Lin Lv, Hai-Guang Liu, Si-Yang Dong, Fan Yang, Qing-Xuan Wang, Gui-Long Guo, Yi-Fei Pan, Xiao-Hua Zhang

Abstract

The CD44 isoform containing variant exon v6 (CD44v6) plays an important role in the progression, metastasis, and prognosis of colorectal cancer (CRC). Recently, it was found that CD44v6 is involved in acquired drug resistance. This study aimed to investigate the molecular mechanism of CD44v6 in the resistance of CRC cells to chemotherapy. A stable CD44v6 overexpression model in SW480 cells was established via lentiviral transduction.

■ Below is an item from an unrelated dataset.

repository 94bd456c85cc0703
//! CLI command implementations.

pub mod check;
pub mod run;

The chemosensitivity of cells to 5-fluorouracil (5-FU) and oxaliplatin (L-OHP) was determined by cell counting kit (CCK)-8, lactate dehydrogenase (LDH) release, and colony formation assays. Immunohistochemical staining of CD44v6 was performed in human CRC tissues. The key components in cell apoptosis, drug efflux and metabolism, mismatch repair, autophagy, epithelial-mesenchymal transition (EMT), and the PI3K-Akt and MAPK-Ras-Erk1/2 pathways were assessed using flow cytometry, quantitative real-time polymerase chain reaction (PCR), and western blot assays. The CD44v6 overexpression cells showed a higher viability, a lower LDH release rate, and an increased clonogenicity than the control cells under drug treatment. Moreover, overexpression of CD44v6 resulted in enhanced autophagy flux, EMT, and phosphorylation of Akt and Erk in the presence of drugs. Furthermore, high CD44v6 expression in the primary tumor was closely associated with an early recurrence in CRC patients who underwent curative surgery and adjuvant chemotherapy. In conclusion, overexpression of CD44v6 contributes to chemoresistance in SW480 cells under cytotoxic stress via the modulation of autophagy, EMT, and activation of the PI3K-Akt and MAPK-Ras-Erk pathways.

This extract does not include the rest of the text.